Stored items:
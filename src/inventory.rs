//! Inventory export parsing and the collection index.
//!
//! The export is a tabular file with columns Name, Normal, Foil, Color,
//! Rarity, Set and Card Number. Delimiters vary between exporters, so the
//! delimiter is sniffed from the header line. Malformed rows are skipped
//! with a collected warning; an export that yields no records at all is
//! fatal since nothing downstream is meaningful without it.

use crate::key::card_key;
use crate::models::{CardRecord, Group, GroupKind, Rarity};
use std::collections::{BTreeMap, HashMap, HashSet};
use std::fs;
use std::path::Path;
use thiserror::Error;

/// Columns the export must provide.
const EXPECTED_COLUMNS: [&str; 7] =
    ["Name", "Normal", "Foil", "Color", "Rarity", "Set", "Card Number"];

/// Delimiters the sniffer considers, comma first as the fallback.
const CANDIDATE_DELIMITERS: [char; 4] = [',', ';', '\t', '|'];

/// Error loading the inventory. Any of these aborts the run.
#[derive(Debug, Error)]
pub enum InventoryError {
    #[error("failed to read inventory: {0}")]
    Io(#[from] std::io::Error),
    #[error("inventory is missing expected columns: {}", .0.join(", "))]
    MissingColumns(Vec<String>),
    #[error("inventory contained no usable rows")]
    Empty,
}

/// A warning generated while parsing the inventory.
#[derive(Debug, Clone, PartialEq)]
pub struct Warning {
    pub message: String,
    pub line: usize,
}

/// Result of loading an inventory export.
#[derive(Debug)]
pub struct LoadResult {
    pub collection: Collection,
    pub warnings: Vec<Warning>,
}

/// The collection index: group code -> canonical key -> record.
///
/// Built once per run, read-only afterwards. `BTreeMap` keeps keys in
/// canonical-key order, which is the display order of every output pass.
#[derive(Debug, Default)]
pub struct Collection {
    groups: BTreeMap<String, BTreeMap<String, CardRecord>>,
}

impl Collection {
    pub fn group(&self, code: &str) -> Option<&BTreeMap<String, CardRecord>> {
        self.groups.get(code)
    }

    pub fn get(&self, group: &str, key: &str) -> Option<&CardRecord> {
        self.groups.get(group).and_then(|cards| cards.get(key))
    }

    pub fn groups(&self) -> impl Iterator<Item = (&String, &BTreeMap<String, CardRecord>)> {
        self.groups.iter()
    }

    /// Iterate every record as (group, key, record), ordered.
    pub fn iter(&self) -> impl Iterator<Item = (&str, &str, &CardRecord)> {
        self.groups.iter().flat_map(|(group, cards)| {
            cards.iter().map(move |(key, record)| (group.as_str(), key.as_str(), record))
        })
    }

    /// Total record count across all groups.
    pub fn len(&self) -> usize {
        self.groups.values().map(BTreeMap::len).sum()
    }

    pub fn is_empty(&self) -> bool {
        self.len() == 0
    }

    fn insert(&mut self, group: String, key: String, record: CardRecord) {
        // Last write wins on duplicate keys: a later export row supersedes
        // an earlier one for the same card.
        self.groups.entry(group).or_default().insert(key, record);
    }
}

/// Load and index an inventory export file.
pub fn load_collection(path: &Path, groups: &[Group]) -> Result<LoadResult, InventoryError> {
    let text = fs::read_to_string(path)?;
    parse_collection(&text, groups)
}

/// Parse inventory text into a collection index.
///
/// The first line is the header; the delimiter is sniffed from it. Rows
/// with missing required fields or unparseable counts are skipped with a
/// warning. Duplicate (group, key) pairs resolve last-write-wins.
pub fn parse_collection(text: &str, groups: &[Group]) -> Result<LoadResult, InventoryError> {
    let mut warnings = Vec::new();
    let mut lines = text.lines();

    let header_line = match lines.next() {
        Some(h) if !h.trim().is_empty() => h,
        _ => return Err(InventoryError::Empty),
    };

    let delimiter = match sniff_delimiter(header_line) {
        Some(d) => d,
        None => {
            warnings.push(Warning {
                message: "could not detect delimiter, assuming comma".to_string(),
                line: 1,
            });
            ','
        }
    };

    let header: Vec<String> = split_row(header_line, delimiter)
        .into_iter()
        .map(|cell| cell.trim().trim_start_matches('\u{feff}').to_string())
        .collect();

    let mut columns = HashMap::new();
    for (idx, name) in header.iter().enumerate() {
        columns.entry(name.as_str()).or_insert(idx);
    }

    let missing: Vec<String> = EXPECTED_COLUMNS
        .iter()
        .filter(|c| !columns.contains_key(**c))
        .map(|c| c.to_string())
        .collect();
    if !missing.is_empty() {
        return Err(InventoryError::MissingColumns(missing));
    }

    let kinds: HashMap<&str, GroupKind> =
        groups.iter().map(|g| (g.code.as_str(), g.kind)).collect();
    let mut inferred_codes: HashSet<String> = HashSet::new();

    let mut collection = Collection::default();

    for (offset, line) in lines.enumerate() {
        let line_no = offset + 2;
        if line.trim().is_empty() {
            continue;
        }

        let cells = split_row(line, delimiter);

        let name = field_of(&columns, &cells, "Name");
        let set_code = field_of(&columns, &cells, "Set");
        let number = field_of(&columns, &cells, "Card Number");
        if name.is_empty() || set_code.is_empty() || number.is_empty() {
            warnings.push(Warning {
                message: "row is missing name, set or card number".to_string(),
                line: line_no,
            });
            continue;
        }

        let normal = parse_count(field_of(&columns, &cells, "Normal"));
        let foil = parse_count(field_of(&columns, &cells, "Foil"));
        let (normal, foil) = match (normal, foil) {
            (Some(n), Some(f)) => (n, f),
            _ => {
                warnings.push(Warning {
                    message: format!("row for '{name}' has unparseable counts"),
                    line: line_no,
                });
                continue;
            }
        };

        let raw_rarity = field_of(&columns, &cells, "Rarity");
        let rarity = match Rarity::parse(raw_rarity) {
            Some(r) => r,
            None => {
                warnings.push(Warning {
                    message: format!("row for '{name}' has unknown rarity '{raw_rarity}'"),
                    line: line_no,
                });
                continue;
            }
        };

        let colors: Vec<String> = field_of(&columns, &cells, "Color")
            .split_whitespace()
            .map(|c| c.to_string())
            .collect();

        let kind = match kinds.get(set_code) {
            Some(&k) => k,
            None => {
                if inferred_codes.insert(set_code.to_string()) {
                    warnings.push(Warning {
                        message: format!("set '{set_code}' is not configured, inferring its kind"),
                        line: line_no,
                    });
                }
                Group::infer_kind(set_code)
            }
        };

        let normalized = card_key(kind, number);
        if let Some(key_warning) = &normalized.warning {
            warnings.push(Warning {
                message: format!("set '{set_code}': {key_warning}"),
                line: line_no,
            });
        }

        collection.insert(
            set_code.to_string(),
            normalized.key,
            CardRecord { name: name.to_string(), normal, foil, colors, rarity },
        );
    }

    if collection.is_empty() {
        return Err(InventoryError::Empty);
    }

    Ok(LoadResult { collection, warnings })
}

/// Cell for a named column, trimmed; empty when the row is short.
fn field_of<'a>(columns: &HashMap<&str, usize>, cells: &'a [String], name: &str) -> &'a str {
    columns.get(name).and_then(|&i| cells.get(i)).map_or("", |c| c.trim())
}

/// An empty count cell means zero.
fn parse_count(cell: &str) -> Option<u32> {
    if cell.is_empty() {
        Some(0)
    } else {
        cell.parse().ok()
    }
}

/// Pick the candidate delimiter that appears most often in the header,
/// outside quoted cells. Returns `None` when none appears at all.
fn sniff_delimiter(header: &str) -> Option<char> {
    let mut best = None;
    for candidate in CANDIDATE_DELIMITERS {
        let mut in_quotes = false;
        let count = header
            .chars()
            .filter(|&ch| {
                if ch == '"' {
                    in_quotes = !in_quotes;
                }
                ch == candidate && !in_quotes
            })
            .count();
        if count > 0 && best.map_or(true, |(_, best_count)| count > best_count) {
            best = Some((candidate, count));
        }
    }
    best.map(|(delim, _)| delim)
}

/// Split one row on the delimiter, honoring double-quoted cells.
/// A doubled quote inside a quoted cell is an escaped quote.
fn split_row(line: &str, delimiter: char) -> Vec<String> {
    let mut cells = Vec::new();
    let mut current = String::new();
    let mut in_quotes = false;
    let mut chars = line.chars().peekable();

    while let Some(ch) = chars.next() {
        match ch {
            '"' if in_quotes => {
                if chars.peek() == Some(&'"') {
                    chars.next();
                    current.push('"');
                } else {
                    in_quotes = false;
                }
            }
            '"' => in_quotes = true,
            c if c == delimiter && !in_quotes => {
                cells.push(std::mem::take(&mut current));
            }
            c => current.push(c),
        }
    }
    cells.push(current);
    cells
}

#[cfg(test)]
mod tests {
    use super::*;
    use crate::models::GroupKind;

    fn test_groups() -> Vec<Group> {
        vec![
            Group::new("003", "Chapter Three", GroupKind::Numbered),
            Group::new("P1", "Promo Year 1", GroupKind::Special),
        ]
    }

    const HEADER: &str = "Name,Normal,Foil,Color,Rarity,Set,Card Number";

    fn parse(rows: &[&str]) -> LoadResult {
        let text = format!("{HEADER}\n{}", rows.join("\n"));
        parse_collection(&text, &test_groups()).expect("should parse")
    }

    #[test]
    fn test_basic_row_indexed_under_canonical_key() {
        let result = parse(&["Elsa,2,1,Amethyst,Rare,003,4"]);
        let record = result.collection.get("003", "004").expect("record under padded key");
        assert_eq!(record.name, "Elsa");
        assert_eq!(record.normal, 2);
        assert_eq!(record.foil, 1);
        assert_eq!(record.rarity, Rarity::Rare);
        assert!(result.warnings.is_empty());
    }

    #[test]
    fn test_color_tokens_split_on_whitespace() {
        let result = parse(&["Mulan,1,0,Amber Ruby,Uncommon,003,12"]);
        let record = result.collection.get("003", "012").unwrap();
        assert_eq!(record.colors, vec!["Amber", "Ruby"]);
        assert!(record.is_multicolor());
    }

    #[test]
    fn test_semicolon_delimiter_sniffed() {
        let text = "Name;Normal;Foil;Color;Rarity;Set;Card Number\nAriel;1;0;Ruby;Common;003;9";
        let result = parse_collection(text, &test_groups()).unwrap();
        assert!(result.collection.get("003", "009").is_some());
    }

    #[test]
    fn test_tab_and_pipe_delimiters_sniffed() {
        let tab = "Name\tNormal\tFoil\tColor\tRarity\tSet\tCard Number\nAriel\t1\t0\tRuby\tCommon\t003\t9";
        assert!(parse_collection(tab, &test_groups()).is_ok());

        let pipe = "Name|Normal|Foil|Color|Rarity|Set|Card Number\nAriel|1|0|Ruby|Common|003|9";
        assert!(parse_collection(pipe, &test_groups()).is_ok());
    }

    #[test]
    fn test_bom_stripped_from_header() {
        let text = "\u{feff}Name,Normal,Foil,Color,Rarity,Set,Card Number\nAriel,1,0,Ruby,Common,003,9";
        let result = parse_collection(text, &test_groups()).unwrap();
        assert!(result.collection.get("003", "009").is_some());
    }

    #[test]
    fn test_quoted_cell_with_delimiter() {
        let result = parse(&["\"Hades, Lord of the Dead\",0,1,Steel,Legendary,003,100"]);
        let record = result.collection.get("003", "100").unwrap();
        assert_eq!(record.name, "Hades, Lord of the Dead");
    }

    #[test]
    fn test_duplicate_key_last_write_wins() {
        let result = parse(&[
            "Elsa,1,0,Amethyst,Rare,003,4",
            "Elsa,3,1,Amethyst,Rare,003,4",
        ]);
        let record = result.collection.get("003", "004").unwrap();
        assert_eq!(record.normal, 3);
        assert_eq!(result.collection.len(), 1);
    }

    #[test]
    fn test_missing_fields_skip_row_with_warning() {
        let result = parse(&[
            ",1,0,Ruby,Common,003,9",
            "Ariel,1,0,Ruby,Common,003,10",
        ]);
        assert_eq!(result.collection.len(), 1);
        assert_eq!(result.warnings.len(), 1);
        assert_eq!(result.warnings[0].line, 2);
    }

    #[test]
    fn test_unparseable_count_skips_row() {
        let result = parse(&[
            "Ariel,many,0,Ruby,Common,003,9",
            "Belle,1,0,Amber,Common,003,10",
        ]);
        assert_eq!(result.collection.len(), 1);
        assert!(result.warnings[0].message.contains("unparseable counts"));
    }

    #[test]
    fn test_empty_counts_default_to_zero() {
        let result = parse(&["Ariel,,,Ruby,Common,003,9"]);
        let record = result.collection.get("003", "009").unwrap();
        assert_eq!(record.total(), 0);
    }

    #[test]
    fn test_unknown_rarity_skips_row() {
        let result = parse(&[
            "Ariel,1,0,Ruby,Mythic,003,9",
            "Belle,1,0,Amber,Common,003,10",
        ]);
        assert!(result.collection.get("003", "009").is_none());
        assert!(result.warnings[0].message.contains("unknown rarity"));
        assert_eq!(result.collection.len(), 1);
    }

    #[test]
    fn test_unknown_rarity_only_rows_is_fatal() {
        let text = format!("{HEADER}\nAriel,1,0,Ruby,Mythic,003,9");
        assert!(matches!(
            parse_collection(&text, &test_groups()),
            Err(InventoryError::Empty)
        ));
    }

    #[test]
    fn test_special_group_key_unpadded() {
        let result = parse(&["Mickey,0,0,Steel,Special,P1,17"]);
        assert!(result.collection.get("P1", "17").is_some());
    }

    #[test]
    fn test_unconfigured_group_kind_inferred() {
        let result = parse(&["Mickey,0,0,Steel,Special,D23,6"]);
        // "D23" is not configured; inferred special, so the key stays raw
        assert!(result.collection.get("D23", "6").is_some());
        assert!(result.warnings.iter().any(|w| w.message.contains("not configured")));
    }

    #[test]
    fn test_missing_columns_fatal() {
        let text = "Name,Normal,Foil\nAriel,1,0";
        match parse_collection(text, &test_groups()) {
            Err(InventoryError::MissingColumns(missing)) => {
                assert!(missing.contains(&"Color".to_string()));
                assert!(missing.contains(&"Card Number".to_string()));
            }
            other => panic!("expected MissingColumns, got {other:?}"),
        }
    }

    #[test]
    fn test_empty_input_fatal() {
        assert!(matches!(parse_collection("", &test_groups()), Err(InventoryError::Empty)));
        assert!(matches!(parse_collection(HEADER, &test_groups()), Err(InventoryError::Empty)));
    }

    #[test]
    fn test_key_fallback_warning_carries_line() {
        let result = parse(&["Odd,1,0,Ruby,Common,003,x-y"]);
        assert!(result.warnings.iter().any(|w| w.line == 2 && w.message.contains("x-y")));
        // The record is still indexed under the raw value
        assert!(result.collection.get("003", "x-y").is_some());
    }
}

▶ [Work request]:
Return the number of lines containing the word "MissingColumns" in these records, with no additional output.

▶ [Written solution]:
4